The correct order of C, N, 0 and F in terms of second ionisation potential is

We need to find the correct order of C, N, O, and F in terms of second ionisation potential (IE$$_2$$).

Write the electronic configurations of the singly charged cations.

The second ionization removes an electron from the singly charged cation:

C$$^+$$ (5 electrons): $$1s^2\,2s^2\,2p^1$$ — removing the lone $$2p$$ electron

N$$^+$$ (6 electrons): $$1s^2\,2s^2\,2p^2$$ — removing one of two $$2p$$ electrons

O$$^+$$ (7 electrons): $$1s^2\,2s^2\,2p^3$$ — removing from a half-filled, extra-stable $$2p$$ subshell

F$$^+$$ (8 electrons): $$1s^2\,2s^2\,2p^4$$ — removing one paired $$2p$$ electron

Apply trends and anomalies.

General trend: IE$$_2$$ increases with nuclear charge (left to right in period).

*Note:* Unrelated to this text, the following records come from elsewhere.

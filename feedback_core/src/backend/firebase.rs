use std::cell::RefCell;

use chrono::{DateTime, Duration, Utc};
use reqwest::{Client, RequestBuilder, Response, StatusCode};
use serde::Deserialize;
use serde_json::{json, Value};
use tokio::sync::watch;
use tracing::{debug, warn};

use super::{
    firestore::{decode_document, encode_document},
    AuthErrorCode, AuthService, AuthSubscription, BackendError, Direction, FeedbackStore, Session,
    StoredDocument, User,
};
use crate::config::FirebaseConfig;

/// Id tokens are refreshed once less than this many seconds are left.
const REFRESH_MARGIN_SECS: i64 = 5 * 60;

/// Talks to a Firebase project over its REST APIs: Identity Toolkit for
/// email/password accounts, Secure Token for refreshing id tokens, and
/// Firestore for documents.
pub struct FirebaseBackend {
    client: Client,
    config: FirebaseConfig,
    auth_state: watch::Sender<Option<User>>,
    /// The signed-in user's tokens, if the sign-in went through this backend.
    credentials: RefCell<Option<Credentials>>,
}

#[derive(Clone)]
struct Credentials {
    user: User,
    refresh_token: String,
    expires_at: DateTime<Utc>,
}

impl Credentials {
    fn expires_soon(&self, now: DateTime<Utc>) -> bool {
        self.expires_at - Duration::seconds(REFRESH_MARGIN_SECS) <= now
    }
}

#[derive(Deserialize)]
#[serde(rename_all = "camelCase")]
struct SignInResponse {
    local_id: String,
    #[serde(default)]
    email: String,
    id_token: String,
    refresh_token: String,
    expires_in: String,
}

// the Secure Token API answers in snake_case
#[derive(Deserialize)]
struct RefreshResponse {
    id_token: String,
    refresh_token: String,
    expires_in: String,
}

#[derive(Deserialize)]
struct ErrorEnvelope {
    error: ErrorBody,
}

#[derive(Deserialize)]
struct ErrorBody {
    #[serde(default)]
    message: String,
}

#[derive(Deserialize)]
struct CreatedDocument {
    name: String,
}

impl FirebaseBackend {
    pub fn new(config: FirebaseConfig) -> Self {
        Self::with_client(Client::new(), config)
    }

    pub fn with_client(client: Client, config: FirebaseConfig) -> Self {
        let (auth_state, _) = watch::channel(None);
        Self { client, config, auth_state, credentials: RefCell::new(None) }
    }

    fn documents_url(&self) -> String {
        format!(
            "{}/v1/projects/{}/databases/(default)/documents",
            self.config.firestore_base_url.trim_end_matches('/'),
            self.config.project_id
        )
    }

    fn sign_in_url(&self) -> String {
        format!(
            "{}/v1/accounts:signInWithPassword",
            self.config.auth_base_url.trim_end_matches('/')
        )
    }

    fn token_url(&self) -> String {
        format!("{}/v1/token", self.config.secure_token_base_url.trim_end_matches('/'))
    }

    async fn send(&self, request: RequestBuilder) -> Result<Response, BackendError> {
        let response = request
            .query(&[("key", self.config.api_key.as_str())])
            .send()
            .await
            .map_err(|e| BackendError::Network(e.to_string()))?;
        if response.status().is_success() {
            Ok(response)
        } else {
            Err(error_from_response(response).await)
        }
    }

    /// The tokens this backend holds for the session's user, if any.
    fn credentials_for(&self, session: &Session) -> Option<Credentials> {
        let uid = &session.user()?.uid;
        self.credentials.borrow().as_ref().filter(|held| &held.user.uid == uid).cloned()
    }

    /// Trades the refresh token for a new id token and pushes the updated
    /// user. If the token service rejects the refresh, the session is over:
    /// the tokens are dropped and a signed-out event is pushed.
    async fn refresh(&self, credentials: Credentials) -> Result<User, BackendError> {
        debug!(uid = %credentials.user.uid, "Refreshing id token");
        let request = self.client.post(self.token_url()).form(&[
            ("grant_type", "refresh_token"),
            ("refresh_token", credentials.refresh_token.as_str()),
        ]);
        let response = match self.send(request).await {
            Ok(response) => response,
            Err(e @ BackendError::Network(_)) => return Err(e),
            Err(e) => {
                warn!(error = %e, "Token refresh rejected, ending session");
                self.end_session();
                return Err(BackendError::PermissionDenied(format!("session ended: {e}")));
            }
        };
        let body: RefreshResponse =
            response.json().await.map_err(|e| BackendError::Malformed(e.to_string()))?;

        let user = User { id_token: body.id_token, ..credentials.user };
        let expires_at = expiry(&body.expires_in)?;
        *self.credentials.borrow_mut() =
            Some(Credentials { user: user.clone(), refresh_token: body.refresh_token, expires_at });
        self.auth_state.send_replace(Some(user.clone()));
        Ok(user)
    }

    fn end_session(&self) {
        self.credentials.borrow_mut().take();
        self.auth_state.send_replace(None);
    }

    async fn run_query(
        &self,
        token: &str,
        collection: &str,
        order_by: &str,
        direction: Direction,
    ) -> Result<Vec<StoredDocument>, BackendError> {
        let direction = match direction {
            Direction::Ascending => "ASCENDING",
            Direction::Descending => "DESCENDING",
        };
        let body = json!({
            "structuredQuery": {
                "from": [{ "collectionId": collection }],
                "orderBy": [{ "field": { "fieldPath": order_by }, "direction": direction }],
            }
        });
        let url = format!("{}:runQuery", self.documents_url());
        let request = self.client.post(url).bearer_auth(token).json(&body);
        let results: Vec<Value> = self
            .send(request)
            .await?
            .json()
            .await
            .map_err(|e| BackendError::Malformed(e.to_string()))?;

        // an empty result set still yields one element, without a document
        let documents = results
            .iter()
            .filter_map(|result| result.get("document"))
            .map(decode_document)
            .collect::<Result<Vec<_>, _>>()?;
        debug!(collection, count = documents.len(), "Queried documents");
        Ok(documents)
    }
}

impl AuthService for FirebaseBackend {
    async fn sign_in(&self, email: &str, password: &str) -> Result<User, BackendError> {
        debug!(email, "Signing in with password");
        let request = self.client.post(self.sign_in_url()).json(&json!({
            "email": email,
            "password": password,
            "returnSecureToken": true,
        }));
        let response = match self.send(request).await {
            Ok(response) => response,
            Err(BackendError::Status { message, .. }) => {
                return Err(BackendError::Auth(auth_error_code(&message)));
            }
            Err(e) => return Err(e),
        };
        let body: SignInResponse =
            response.json().await.map_err(|e| BackendError::Malformed(e.to_string()))?;
        let email = if body.email.is_empty() { email.to_string() } else { body.email };
        let user = User { uid: body.local_id, email, id_token: body.id_token };
        let expires_at = expiry(&body.expires_in)?;

        *self.credentials.borrow_mut() =
            Some(Credentials { user: user.clone(), refresh_token: body.refresh_token, expires_at });
        self.auth_state.send_replace(Some(user.clone()));
        Ok(user)
    }

    async fn sign_out(&self) -> Result<(), BackendError> {
        // id tokens are bearer tokens with no server-side session to end, so
        // signing out only forgets the tokens
        self.end_session();
        Ok(())
    }

    fn subscribe(&self) -> AuthSubscription {
        AuthSubscription::new(self.auth_state.subscribe())
    }
}

impl FeedbackStore for FirebaseBackend {
    async fn create_document(&self, collection: &str, data: Value) -> Result<String, BackendError> {
        let body = encode_document(&data)?;
        let url = format!("{}/{}", self.documents_url(), collection);
        let request = self.client.post(url).json(&body);
        let created: CreatedDocument = self
            .send(request)
            .await?
            .json()
            .await
            .map_err(|e| BackendError::Malformed(e.to_string()))?;
        let id = created.name.rsplit('/').next().unwrap_or_default().to_string();
        if id.is_empty() {
            let reason = format!("created document `{}` has no id", created.name);
            return Err(BackendError::Malformed(reason));
        }
        debug!(collection, id = %id, "Created document");
        Ok(id)
    }

    /// Runs the query with the session's id token. When this backend holds
    /// the session's refresh token, a token about to expire is refreshed
    /// first, and a query rejected for its credentials is retried once with
    /// a fresh token.
    async fn query_ordered(
        &self,
        session: &Session,
        collection: &str,
        order_by: &str,
        direction: Direction,
    ) -> Result<Vec<StoredDocument>, BackendError> {
        let Some(user) = session.user() else {
            return Err(BackendError::PermissionDenied(format!(
                "reading `{collection}` requires a signed-in user"
            )));
        };
        let token = match self.credentials_for(session) {
            Some(held) if held.expires_soon(Utc::now()) => self.refresh(held).await?.id_token,
            Some(held) => held.user.id_token,
            None => user.id_token.clone(),
        };

        match self.run_query(&token, collection, order_by, direction).await {
            Err(BackendError::PermissionDenied(message)) => {
                let Some(held) = self.credentials_for(session) else {
                    return Err(BackendError::PermissionDenied(message));
                };
                debug!(%message, "Query rejected, refreshing id token");
                let fresh = self.refresh(held).await?;
                self.run_query(&fresh.id_token, collection, order_by, direction).await
            }
            result => result,
        }
    }
}

/// When a token that is valid for `expires_in` seconds from now runs out.
fn expiry(expires_in: &str) -> Result<DateTime<Utc>, BackendError> {
    let seconds: i64 = expires_in
        .parse()
        .map_err(|_| BackendError::Malformed(format!("bad token lifetime `{expires_in}`")))?;
    Ok(Utc::now() + Duration::seconds(seconds))
}

async fn error_from_response(response: Response) -> BackendError {
    let status = response.status();
    let message = match response.json::<ErrorEnvelope>().await {
        Ok(envelope) => envelope.error.message,
        Err(_) => status.canonical_reason().unwrap_or_default().to_string(),
    };
    match status {
        StatusCode::UNAUTHORIZED | StatusCode::FORBIDDEN => BackendError::PermissionDenied(message),
        _ => BackendError::Status { status: status.as_u16(), message },
    }
}

/// Maps an Identity Toolkit error message such as
/// `TOO_MANY_ATTEMPTS_TRY_LATER : Access to this account has been disabled`
/// to an auth error code.
fn auth_error_code(message: &str) -> AuthErrorCode {
    let code = message.split(':').next().unwrap_or_default().trim();
    match code {
        "INVALID_LOGIN_CREDENTIALS" | "INVALID_PASSWORD" | "EMAIL_NOT_FOUND" => {
            AuthErrorCode::InvalidCredential
        }
        "TOO_MANY_ATTEMPTS_TRY_LATER" => AuthErrorCode::TooManyRequests,
        "USER_DISABLED" => AuthErrorCode::UserDisabled,
        other => AuthErrorCode::Other(other.to_lowercase().replace('_', "-")),
    }
}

Anomaly: O$$^+$$ has the half-filled $$2p^3$$ configuration, which has extra exchange energy stabilization. Removing an electron from this configuration requires more energy than expected. This makes IE$$_2$$(O) anomalously high, even exceeding IE$$_2$$(F) despite F having a higher nuclear charge.

For F$$^+$$ ($$2p^4$$), the fourth electron is paired, making it relatively easier to remove compared to the half-filled O$$^+$$.

Determine the order.

Standard IE$$_2$$ values (kJ/mol): C (2353) < N (2856) < F (3374) < O (3388)

Order: $$\text{C} < \text{N} < \text{F} < \text{O}$$

The correct answer is Option C: C < N < F < O.